- Exercise aim -
Transcribe all of the data exactly, leaving nothing out.

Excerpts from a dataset
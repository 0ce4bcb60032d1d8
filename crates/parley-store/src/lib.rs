//! # parley-store
//!
//! Embedded document store for Parley, backed by SQLite.
//!
//! The crate exposes a synchronous [`Database`] handle that wraps a
//! `rusqlite::Connection` and provides typed helpers for users, friendships,
//! friend requests, messages and per-user message deletions. Multi-record
//! updates go through [`Database::transaction`] so they are applied
//! all-or-nothing.

pub mod database;
pub mod friends;
pub mod messages;
pub mod migrations;
pub mod models;
pub mod users;

mod error;

pub use database::Database;
pub use error::{Result, StoreError};
pub use models::*;
pub use rusqlite;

- Task answer -
repository 0ce4bcb60032d1d8
filename crates/parley-store/src/lib.rs
//! # parley-store
//!
//! Embedded document store for Parley, backed by SQLite.
//!
//! The crate exposes a synchronous [`Database`] handle that wraps a
//! `rusqlite::Connection` and provides typed helpers for users, friendships,
//! friend requests, messages and per-user message deletions. Multi-record
//! updates go through [`Database::transaction`] so they are applied
//! all-or-nothing.

pub mod database;
pub mod friends;
pub mod messages;
pub mod migrations;
pub mod models;
pub mod users;

mod error;

pub use database::Database;
pub use error::{Result, StoreError};
pub use models::*;
pub use rusqlite;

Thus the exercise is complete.